There are plenty of problems in our economy, but there is little showing up in the economic releases.

Today we had 1st time unemployment claims under 200,000 again and continuing claims are at 1.69 million–pretty steady over the last number of months. Sure we have seen layoff notices from a plethora of tech companies announcing sizable layoffs, but in the big picture these have not been substantial.

The final read on 4th quarter GDP was revised down to 2.6% from 2.7% so no major weakness showing. The Atlanta Fed is showing a 3.2% number for the current quarter on their GDP Now model—where is the weakness?

Normally I would look at the bond market for direction–but with the banking fiasco this is probably pretty meaningless in term of economic growth forecasting. Equities remain kind of strong–are equities right this time? Equities are not forecasting much economic weakness–so we continue to just guess on what is ahead – everyone has an opinion.

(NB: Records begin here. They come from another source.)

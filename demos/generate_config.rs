//! Write a pipeline configuration with default values
//!
//! With no path the JSON goes to stdout; `--seed N` pins clustering.

use color_emotions::{EmotionError, PipelineConfig};
use std::{env, path::PathBuf, process};

fn main() {
    if let Err(message) = run(env::args().skip(1).collect()) {
        eprintln!("{}", message);
        eprintln!("Usage: generate_config [--seed N] [output.json]");
        process::exit(1);
    }
}

fn run(args: Vec<String>) -> Result<(), String> {
    let mut config = PipelineConfig::default();
    let mut output = None;

    let mut args = args.into_iter();
    while let Some(arg) = args.next() {
        if arg == "--seed" {
            let value = args.next().ok_or("--seed requires a value")?;
            let seed = value
                .parse::<u64>()
                .map_err(|_| format!("invalid seed '{}'", value))?;
            config.seed = Some(seed);
        } else if output.is_none() {
            output = Some(PathBuf::from(arg));
        } else {
            return Err(format!("unexpected argument '{}'", arg));
        }
    }

    match output {
        Some(path) => {
            config
                .to_json_file(&path)
                .map_err(|e: EmotionError| e.to_string())?;
            eprintln!(
                "Wrote {} (k = {}, {}x{} samples)",
                path.display(),
                config.n_clusters,
                config.sample_width,
                config.sample_height
            );
        }
        None => {
            let json = serde_json::to_string_pretty(&config).map_err(|e| e.to_string())?;
            println!("{}", json);
        }
    }
    Ok(())
}
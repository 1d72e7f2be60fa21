//! Secondary emotion composition
//!
//! Every unordered pair of primary results is looked up in the adjacency
//! table. Pairs with a mapping produce a secondary emotion whose intensity
//! is the rounded mean of the two contributing intensities.

use serde::{Deserialize, Serialize};

use crate::emotion::model::{secondary_for, SecondaryEmotion};
use crate::emotion::primary::EmotionResult;

/// Secondary emotion derived from a pair of primary results
#[derive(Debug, Clone, Copy, PartialEq, Eq, Serialize, Deserialize)]
pub struct SecondaryEmotionResult {
    pub emotion: SecondaryEmotion,
    pub intensity: u8,
}

impl SecondaryEmotionResult {
    pub fn new(emotion: SecondaryEmotion, intensity: u8) -> Self {
        Self { emotion, intensity }
    }
}

/// Combine primary results pairwise, in `(i, j)` order with `i < j`
pub fn compose(primary: &[EmotionResult]) -> Vec<SecondaryEmotionResult> {
    let mut results = Vec::new();

    for (i, first) in primary.iter().enumerate() {
        for second in &primary[i + 1..] {
            if let Some(emotion) = secondary_for(first.emotion, second.emotion) {
                results.push(SecondaryEmotionResult::new(
                    emotion,
                    mean_intensity(first.intensity, second.intensity),
                ));
            }
        }
    }

    results
}

/// Mean of two intensities, halves rounded away from zero
fn mean_intensity(a: u8, b: u8) -> u8 {
    ((a as f64 + b as f64) / 2.0).round() as u8
}
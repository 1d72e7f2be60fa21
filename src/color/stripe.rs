//! Palette stripe rendering
//!
//! Paints a palette as equal-width vertical stripes, left to right in
//! palette order.

use std::path::Path;

use image::{Rgba, RgbaImage};
use palette::Srgb;

use crate::color::conversion::srgb_to_rgb8;
use crate::{EmotionError, Result};

/// Render `colors` as vertical stripes on a `width` × `height` canvas
///
/// Column `x` belongs to stripe `x * colors.len() / width`. Stripes are
/// opaque; an empty palette leaves the canvas fully transparent.
pub fn render_palette_stripe(colors: &[Srgb<f64>], width: u32, height: u32) -> RgbaImage {
    let mut canvas = RgbaImage::new(width, height);
    if colors.is_empty() || width == 0 {
        return canvas;
    }

    let fills: Vec<Rgba<u8>> = colors.iter().map(|&color| opaque(color)).collect();
    let stripes = fills.len() as u64;

    for (x, _, pixel) in canvas.enumerate_pixels_mut() {
        let stripe = (x as u64 * stripes / width as u64) as usize;
        *pixel = fills[stripe.min(fills.len() - 1)];
    }

    canvas
}

/// Render the palette stripe and write it as a PNG
pub fn save_palette_stripe(colors: &[Srgb<f64>], width: u32, height: u32, path: &Path) -> Result<()> {
    render_palette_stripe(colors, width, height)
        .save_with_format(path, image::ImageFormat::Png)
        .map_err(|e| {
            EmotionError::image_load(format!("Failed to write stripe to {}", path.display()), e)
        })
}

fn opaque(color: Srgb<f64>) -> Rgba<u8> {
    let [r, g, b] = srgb_to_rgb8(color);
    Rgba([r, g, b, 255])
}
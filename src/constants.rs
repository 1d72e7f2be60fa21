//! Processing constants and thresholds for palette extraction
//!
//! Compile-time defaults for clustering and the brightness bands that
//! drive emotion intensity.

/// Clustering defaults
pub mod clustering {
    /// Palette size used when the caller does not ask for one
    pub const DEFAULT_CLUSTERS: usize = 3;

    /// Upper bound on k-means refinement passes
    pub const DEFAULT_MAX_ITERATIONS: usize = 10;
}

/// Image sampling parameters
pub mod sampling {
    /// Source images are resampled to this size before clustering
    pub const SAMPLE_WIDTH: u32 = 100;
    pub const SAMPLE_HEIGHT: u32 = 100;

    /// Bytes per pixel of the RGBA8 buffers handed over by the host
    pub const RGBA_BYTES_PER_PIXEL: usize = 4;
}

/// Brightness bands for intensity classification
///
/// The scale is inverted: darker colors carry a higher intensity.
pub mod intensity {
    /// Brightness at or below this value maps to intensity 3
    pub const DARK_BRIGHTNESS_MAX: f64 = 0.33;

    /// Brightness at or above this value maps to intensity 1
    pub const LIGHT_BRIGHTNESS_MIN: f64 = 0.67;

    pub const DARK: u8 = 3;
    pub const MEDIUM: u8 = 2;
    pub const LIGHT: u8 = 1;
}

/// Palette stripe rendering defaults
pub mod rendering {
    pub const STRIPE_WIDTH: u32 = 300;
    pub const STRIPE_HEIGHT: u32 = 60;
}
//! Emotion inference module
//!
//! Maps palette colors to primary emotions on a fixed hue wheel and
//! combines primaries pairwise into secondary emotions.

pub mod model;
pub mod primary;
pub mod secondary;

pub use model::{PrimaryEmotion, SecondaryEmotion};
pub use primary::{classify, EmotionResult, PrimaryEmotionClassifier};
pub use secondary::{compose, SecondaryEmotionResult};
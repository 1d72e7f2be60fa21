//! Image loading for the formats the `image` crate decodes
//!
//! Supported formats: JPEG, PNG, GIF (first frame), WebP, TIFF, BMP, ICO,
//! TGA, PNM, QOI. The loader returns a `DynamicImage`; palette extraction
//! handles the conversion to RGB samples.

use std::path::Path;

use image::{DynamicImage, ImageReader};

use crate::error::{EmotionError, Result};

/// Load and decode an image from disk
///
/// # Errors
///
/// Returns `EmotionError::ImageLoadError` if the file cannot be opened or
/// decoded, and `EmotionError::InvalidParameter` for unknown extensions.
///
/// # Example
///
/// ```rust,no_run
/// use color_emotions::image_loader::load_image;
/// use std::path::Path;
///
/// let image = load_image(Path::new("photo.jpg"))?;
/// println!("Loaded image: {}x{}", image.width(), image.height());
/// # Ok::<(), color_emotions::EmotionError>(())
/// ```
pub fn load_image(path: &Path) -> Result<DynamicImage> {
    let supported = path
        .extension()
        .and_then(|ext| ext.to_str())
        .is_some_and(is_supported_extension);
    if !supported {
        return Err(EmotionError::invalid_parameter(
            "image_path",
            path.display(),
        ));
    }

    let reader = ImageReader::open(path).map_err(|e| {
        EmotionError::image_load(format!("Failed to open image file: {}", path.display()), e)
    })?;

    reader.decode().map_err(|e| {
        EmotionError::image_load(format!("Failed to decode image: {}", path.display()), e)
    })
}

/// Get list of all supported file extensions
pub fn supported_extensions() -> &'static [&'static str] {
    &[
        "jpg", "jpeg", "png", "gif", "webp", "tiff", "tif", "bmp", "ico", "tga", "pbm", "pgm",
        "ppm", "pnm", "qoi",
    ]
}

/// Check if a file extension is supported
pub fn is_supported_extension(ext: &str) -> bool {
    let ext_lower = ext.to_lowercase();
    supported_extensions().contains(&ext_lower.as_str())
}
//! Primary emotion classification
//!
//! Each palette color is matched to the anchor whose hue is closest by
//! plain absolute difference. The distance does not wrap around the color
//! wheel, so a hue of 350° is 350° away from Anger at 0° and lands on
//! Disgust. Intensity comes from brightness on an inverted scale: the
//! darker the color, the higher the intensity.

use palette::Srgb;
use serde::{Deserialize, Serialize};

use crate::color::conversion::to_hsb;
use crate::constants::intensity;
use crate::emotion::model::{PrimaryAnchor, PrimaryEmotion, PRIMARY_EMOTION_ANCHORS};

/// Primary emotion detected for one palette color
#[derive(Debug, Clone, Copy, PartialEq, Eq, Serialize, Deserialize)]
pub struct EmotionResult {
    pub emotion: PrimaryEmotion,
    /// 1 (light) to 3 (dark)
    pub intensity: u8,
}

impl EmotionResult {
    pub fn new(emotion: PrimaryEmotion, intensity: u8) -> Self {
        Self { emotion, intensity }
    }
}

/// Classifier over a fixed anchor table
#[derive(Debug, Clone)]
pub struct PrimaryEmotionClassifier {
    anchors: &'static [PrimaryAnchor],
}

impl Default for PrimaryEmotionClassifier {
    fn default() -> Self {
        Self::new()
    }
}

impl PrimaryEmotionClassifier {
    pub fn new() -> Self {
        Self {
            anchors: &PRIMARY_EMOTION_ANCHORS,
        }
    }

    /// Classify every palette color, preserving palette order
    pub fn classify(&self, palette: &[Srgb<f64>]) -> Vec<EmotionResult> {
        palette.iter().map(|&color| self.classify_color(color)).collect()
    }

    pub fn classify_color(&self, color: Srgb<f64>) -> EmotionResult {
        let hsb = to_hsb(color);
        EmotionResult::new(self.nearest_emotion(hsb.hue), intensity_for(hsb.brightness))
    }

    /// Anchor with the smallest absolute hue difference; earlier entries win ties
    pub fn nearest_emotion(&self, hue: f64) -> PrimaryEmotion {
        let mut best = self.anchors[0];
        for anchor in &self.anchors[1..] {
            if (anchor.hue - hue).abs() < (best.hue - hue).abs() {
                best = *anchor;
            }
        }
        best.emotion
    }
}

/// Map brightness to intensity: ≤ 0.33 → 3, ≥ 0.67 → 1, otherwise 2
pub fn intensity_for(brightness: f64) -> u8 {
    if brightness <= intensity::DARK_BRIGHTNESS_MAX {
        intensity::DARK
    } else if brightness >= intensity::LIGHT_BRIGHTNESS_MIN {
        intensity::LIGHT
    } else {
        intensity::MEDIUM
    }
}

/// Classify a palette with the standard anchor table
pub fn classify(palette: &[Srgb<f64>]) -> Vec<EmotionResult> {
    PrimaryEmotionClassifier::new().classify(palette)
}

Yesterday I bought an add-on position in the RiverNorth Opportunities Fund 6% perpetual preferred (RIV-A). Someone did a good sized dump on these shares and it fell to my GTC buy order–hit a low around 22.39 on multiples of normal volume. 6.61% current yield on a CEF A1 rated issue–I’ll take it and will take some more if it falls.

I have no plans for today–but I have a GTC order in on the Gamco (Gabelli) Natural Resources 5.2% perpetual (GNT-A)--now trading at $22.71 for a 5.72% current yield. Low odds this will execute because my order is at $21.50–but I’m ready if someone want to dump some shares.

18 thoughts on “This Economy Remains Strong”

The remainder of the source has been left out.